▶ [Activity] Write out the stretch of lines below that begins at the line with "build(tag: &str, ipv4: Option<Ipv4Addr>, ipv6: Option<Ipv6Addr>)" and ends at the line with "Separate delays for", including both, exactly as given and nothing more.

Information supplied Block Start

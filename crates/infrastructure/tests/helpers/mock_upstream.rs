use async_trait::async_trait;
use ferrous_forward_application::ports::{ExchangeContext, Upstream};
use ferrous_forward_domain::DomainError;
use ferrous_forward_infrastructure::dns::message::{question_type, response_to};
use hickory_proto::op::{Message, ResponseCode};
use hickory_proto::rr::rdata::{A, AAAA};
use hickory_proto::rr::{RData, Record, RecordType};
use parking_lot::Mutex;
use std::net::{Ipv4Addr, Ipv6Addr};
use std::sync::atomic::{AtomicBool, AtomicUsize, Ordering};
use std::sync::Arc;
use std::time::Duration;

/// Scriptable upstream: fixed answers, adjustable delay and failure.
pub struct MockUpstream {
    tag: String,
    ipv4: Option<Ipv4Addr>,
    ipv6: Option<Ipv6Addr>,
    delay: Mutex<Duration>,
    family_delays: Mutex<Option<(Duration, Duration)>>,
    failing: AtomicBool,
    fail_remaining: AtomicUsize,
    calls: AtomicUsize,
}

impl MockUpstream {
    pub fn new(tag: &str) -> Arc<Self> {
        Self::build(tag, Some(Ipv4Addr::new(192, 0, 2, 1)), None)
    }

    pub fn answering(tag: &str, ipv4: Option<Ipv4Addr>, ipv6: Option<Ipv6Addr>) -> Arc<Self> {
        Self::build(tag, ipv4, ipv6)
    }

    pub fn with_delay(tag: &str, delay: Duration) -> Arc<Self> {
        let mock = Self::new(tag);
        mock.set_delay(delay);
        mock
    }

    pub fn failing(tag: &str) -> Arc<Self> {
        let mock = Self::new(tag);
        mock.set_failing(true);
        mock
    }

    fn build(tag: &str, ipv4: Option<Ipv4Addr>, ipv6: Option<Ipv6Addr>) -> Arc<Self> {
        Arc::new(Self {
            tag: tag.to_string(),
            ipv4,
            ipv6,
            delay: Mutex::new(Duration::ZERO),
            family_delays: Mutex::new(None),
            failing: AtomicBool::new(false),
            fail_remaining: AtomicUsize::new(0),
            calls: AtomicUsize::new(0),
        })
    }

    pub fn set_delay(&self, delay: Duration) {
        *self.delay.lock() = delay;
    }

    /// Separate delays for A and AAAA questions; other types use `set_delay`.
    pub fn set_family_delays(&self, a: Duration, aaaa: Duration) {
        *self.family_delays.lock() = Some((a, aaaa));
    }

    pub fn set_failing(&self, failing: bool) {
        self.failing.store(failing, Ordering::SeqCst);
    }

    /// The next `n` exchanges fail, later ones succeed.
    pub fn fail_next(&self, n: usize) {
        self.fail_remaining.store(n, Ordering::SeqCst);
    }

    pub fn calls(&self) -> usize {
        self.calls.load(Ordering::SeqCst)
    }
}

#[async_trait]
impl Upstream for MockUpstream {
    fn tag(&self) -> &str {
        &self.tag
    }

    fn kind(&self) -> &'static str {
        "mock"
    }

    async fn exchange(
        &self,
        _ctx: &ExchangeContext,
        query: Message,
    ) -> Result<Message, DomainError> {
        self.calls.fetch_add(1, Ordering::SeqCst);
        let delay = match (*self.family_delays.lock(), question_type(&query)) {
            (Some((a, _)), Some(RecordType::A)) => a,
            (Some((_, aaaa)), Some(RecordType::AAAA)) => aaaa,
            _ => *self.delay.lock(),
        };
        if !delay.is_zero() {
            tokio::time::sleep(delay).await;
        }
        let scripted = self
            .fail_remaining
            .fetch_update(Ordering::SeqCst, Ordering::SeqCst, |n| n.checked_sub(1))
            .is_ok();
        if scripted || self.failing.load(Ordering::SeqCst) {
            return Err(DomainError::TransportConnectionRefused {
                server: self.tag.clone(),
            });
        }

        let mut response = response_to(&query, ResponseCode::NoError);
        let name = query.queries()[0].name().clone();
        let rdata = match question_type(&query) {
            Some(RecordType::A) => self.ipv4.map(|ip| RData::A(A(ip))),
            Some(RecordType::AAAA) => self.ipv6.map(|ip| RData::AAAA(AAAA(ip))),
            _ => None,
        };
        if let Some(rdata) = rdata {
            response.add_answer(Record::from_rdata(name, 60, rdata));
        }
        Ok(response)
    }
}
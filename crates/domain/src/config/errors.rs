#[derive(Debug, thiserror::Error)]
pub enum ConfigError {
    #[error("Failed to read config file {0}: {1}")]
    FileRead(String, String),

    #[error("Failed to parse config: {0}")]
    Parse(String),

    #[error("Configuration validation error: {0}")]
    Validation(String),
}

Information supplied Block End

▶ [Response area]
    fn build(tag: &str, ipv4: Option<Ipv4Addr>, ipv6: Option<Ipv6Addr>) -> Arc<Self> {
        Arc::new(Self {
            tag: tag.to_string(),
            ipv4,
            ipv6,
            delay: Mutex::new(Duration::ZERO),
            family_delays: Mutex::new(None),
            failing: AtomicBool::new(false),
            fail_remaining: AtomicUsize::new(0),
            calls: AtomicUsize::new(0),
        })
    }

    pub fn set_delay(&self, delay: Duration) {
        *self.delay.lock() = delay;
    }

    /// Separate delays for A and AAAA questions; other types use `set_delay`.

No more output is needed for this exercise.